▶ **Records for the exercise**
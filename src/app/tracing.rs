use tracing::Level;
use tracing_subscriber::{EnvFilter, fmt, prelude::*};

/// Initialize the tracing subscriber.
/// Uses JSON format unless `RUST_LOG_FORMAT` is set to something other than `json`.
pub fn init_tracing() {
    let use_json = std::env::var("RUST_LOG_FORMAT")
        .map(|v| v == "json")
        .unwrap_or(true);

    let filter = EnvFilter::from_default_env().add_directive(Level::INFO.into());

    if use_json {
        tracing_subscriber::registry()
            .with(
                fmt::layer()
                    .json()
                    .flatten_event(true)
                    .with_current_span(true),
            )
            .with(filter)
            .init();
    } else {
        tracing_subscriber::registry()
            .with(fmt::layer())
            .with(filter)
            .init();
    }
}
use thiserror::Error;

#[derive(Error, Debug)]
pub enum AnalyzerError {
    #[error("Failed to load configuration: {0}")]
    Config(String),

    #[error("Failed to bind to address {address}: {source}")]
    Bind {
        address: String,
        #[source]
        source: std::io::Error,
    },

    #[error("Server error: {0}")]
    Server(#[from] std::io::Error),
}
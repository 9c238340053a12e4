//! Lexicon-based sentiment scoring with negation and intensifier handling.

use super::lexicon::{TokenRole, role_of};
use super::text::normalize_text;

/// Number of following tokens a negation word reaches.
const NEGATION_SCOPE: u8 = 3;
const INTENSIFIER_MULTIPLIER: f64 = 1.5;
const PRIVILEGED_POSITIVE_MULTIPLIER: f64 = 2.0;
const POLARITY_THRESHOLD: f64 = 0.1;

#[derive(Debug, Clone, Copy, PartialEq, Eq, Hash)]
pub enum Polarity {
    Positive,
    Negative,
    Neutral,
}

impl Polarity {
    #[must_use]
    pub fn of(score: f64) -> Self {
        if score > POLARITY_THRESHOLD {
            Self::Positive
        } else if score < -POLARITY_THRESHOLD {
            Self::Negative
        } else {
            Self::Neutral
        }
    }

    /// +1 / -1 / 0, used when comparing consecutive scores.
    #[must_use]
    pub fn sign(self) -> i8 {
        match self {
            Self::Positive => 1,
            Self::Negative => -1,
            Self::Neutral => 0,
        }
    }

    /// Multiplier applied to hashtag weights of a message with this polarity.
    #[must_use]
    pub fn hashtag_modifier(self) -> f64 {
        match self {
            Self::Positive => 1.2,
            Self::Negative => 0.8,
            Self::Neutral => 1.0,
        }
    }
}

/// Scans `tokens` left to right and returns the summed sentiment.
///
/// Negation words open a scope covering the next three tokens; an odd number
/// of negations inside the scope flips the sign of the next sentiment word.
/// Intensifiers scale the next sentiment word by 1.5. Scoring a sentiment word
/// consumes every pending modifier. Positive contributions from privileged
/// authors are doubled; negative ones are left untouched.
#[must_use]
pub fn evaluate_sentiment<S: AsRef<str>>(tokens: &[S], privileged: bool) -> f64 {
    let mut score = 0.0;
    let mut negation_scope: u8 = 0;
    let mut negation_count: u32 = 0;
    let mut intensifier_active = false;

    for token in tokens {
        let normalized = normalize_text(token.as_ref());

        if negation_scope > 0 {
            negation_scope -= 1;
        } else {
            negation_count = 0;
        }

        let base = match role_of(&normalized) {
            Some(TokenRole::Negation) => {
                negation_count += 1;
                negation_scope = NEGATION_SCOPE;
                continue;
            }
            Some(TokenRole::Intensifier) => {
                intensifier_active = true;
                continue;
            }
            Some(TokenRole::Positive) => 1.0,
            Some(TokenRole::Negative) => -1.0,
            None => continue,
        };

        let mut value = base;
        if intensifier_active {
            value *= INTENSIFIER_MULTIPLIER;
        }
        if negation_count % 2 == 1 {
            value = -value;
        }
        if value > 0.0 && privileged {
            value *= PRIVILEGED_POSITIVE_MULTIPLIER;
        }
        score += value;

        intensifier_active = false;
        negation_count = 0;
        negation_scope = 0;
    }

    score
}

▶ **Requirement**
Print the material word for word, with nothing left out.

▶ **Answer space**
filename src/app/tracing.rs
use tracing::Level;
use tracing_subscriber::{EnvFilter, fmt, prelude::*};

/// Initialize the tracing subscriber.
/// Uses JSON format unless `RUST_LOG_FORMAT` is set to something other than `json`.
pub fn init_tracing() {
    let use_json = std::env::var("RUST_LOG_FORMAT")
        .map(|v| v == "json")
        .unwrap_or(true);

    let filter = EnvFilter::from_default_env().add_directive(Level::INFO.into());

    if use_json {
        tracing_subscriber::registry()
            .with(
                fmt::layer()
                    .json()
                    .flatten_event(true)
                    .with_current_span(true),
            )
            .with(filter)
            .init();
    } else {
        tracing_subscriber::registry()
            .with(fmt::layer())
            .with(filter)
            .init();
    }
}
use thiserror::Error;

#[derive(Error, Debug)]
pub enum AnalyzerError {
    #[error("Failed to load configuration: {0}")]
    Config(String),

    #[error("Failed to bind to address {address}: {source}")]
    Bind {
        address: String,
        #[source]
        source: std::io::Error,
    },

    #[error("Server error: {0}")]
    Server(#[from] std::io::Error),
}
repository 9c238340053a12e4
//! Lexicon-based sentiment scoring with negation and intensifier handling.

use super::lexicon::{TokenRole, role_of};
use super::text::normalize_text;

/// Number of following tokens a negation word reaches.
const NEGATION_SCOPE: u8 = 3;
const INTENSIFIER_MULTIPLIER: f64 = 1.5;
const PRIVILEGED_POSITIVE_MULTIPLIER: f64 = 2.0;
const POLARITY_THRESHOLD: f64 = 0.1;

#[derive(Debug, Clone, Copy, PartialEq, Eq, Hash)]
pub enum Polarity {
    Positive,
    Negative,
    Neutral,
}

impl Polarity {
    #[must_use]
    pub fn of(score: f64) -> Self {
        if score > POLARITY_THRESHOLD {
            Self::Positive
        } else if score < -POLARITY_THRESHOLD {
            Self::Negative
        } else {
            Self::Neutral
        }
    }

    /// +1 / -1 / 0, used when comparing consecutive scores.
    #[must_use]
    pub fn sign(self) -> i8 {
        match self {
            Self::Positive => 1,
            Self::Negative => -1,
            Self::Neutral => 0,
        }
    }

    /// Multiplier applied to hashtag weights of a message with this polarity.
    #[must_use]
    pub fn hashtag_modifier(self) -> f64 {
        match self {
            Self::Positive => 1.2,
            Self::Negative => 0.8,
            Self::Neutral => 1.0,
        }
    }
}

/// Scans `tokens` left to right and returns the summed sentiment.
///
/// Negation words open a scope covering the next three tokens; an odd number
/// of negations inside the scope flips the sign of the next sentiment word.
/// Intensifiers scale the next sentiment word by 1.5. Scoring a sentiment word
/// consumes every pending modifier. Positive contributions from privileged
/// authors are doubled; negative ones are left untouched.
#[must_use]
pub fn evaluate_sentiment<S: AsRef<str>>(tokens: &[S], privileged: bool) -> f64 {
    let mut score = 0.0;
    let mut negation_scope: u8 = 0;
    let mut negation_count: u32 = 0;
    let mut intensifier_active = false;

    for token in tokens {
        let normalized = normalize_text(token.as_ref());

        if negation_scope > 0 {
            negation_scope -= 1;
        } else {
            negation_count = 0;
        }

        let base = match role_of(&normalized) {
            Some(TokenRole::Negation) => {
                negation_count += 1;
                negation_scope = NEGATION_SCOPE;
                continue;
            }
            Some(TokenRole::Intensifier) => {
                intensifier_active = true;
                continue;
            }
            Some(TokenRole::Positive) => 1.0,
            Some(TokenRole::Negative) => -1.0,
            None => continue,
        };

        let mut value = base;
        if intensifier_active {
            value *= INTENSIFIER_MULTIPLIER;
        }
        if negation_count % 2 == 1 {
            value = -value;
        }
        if value > 0.0 && privileged {
            value *= PRIVILEGED_POSITIVE_MULTIPLIER;
        }
        score += value;

        intensifier_active = false;
        negation_count = 0;
        negation_scope = 0;
    }

    score
}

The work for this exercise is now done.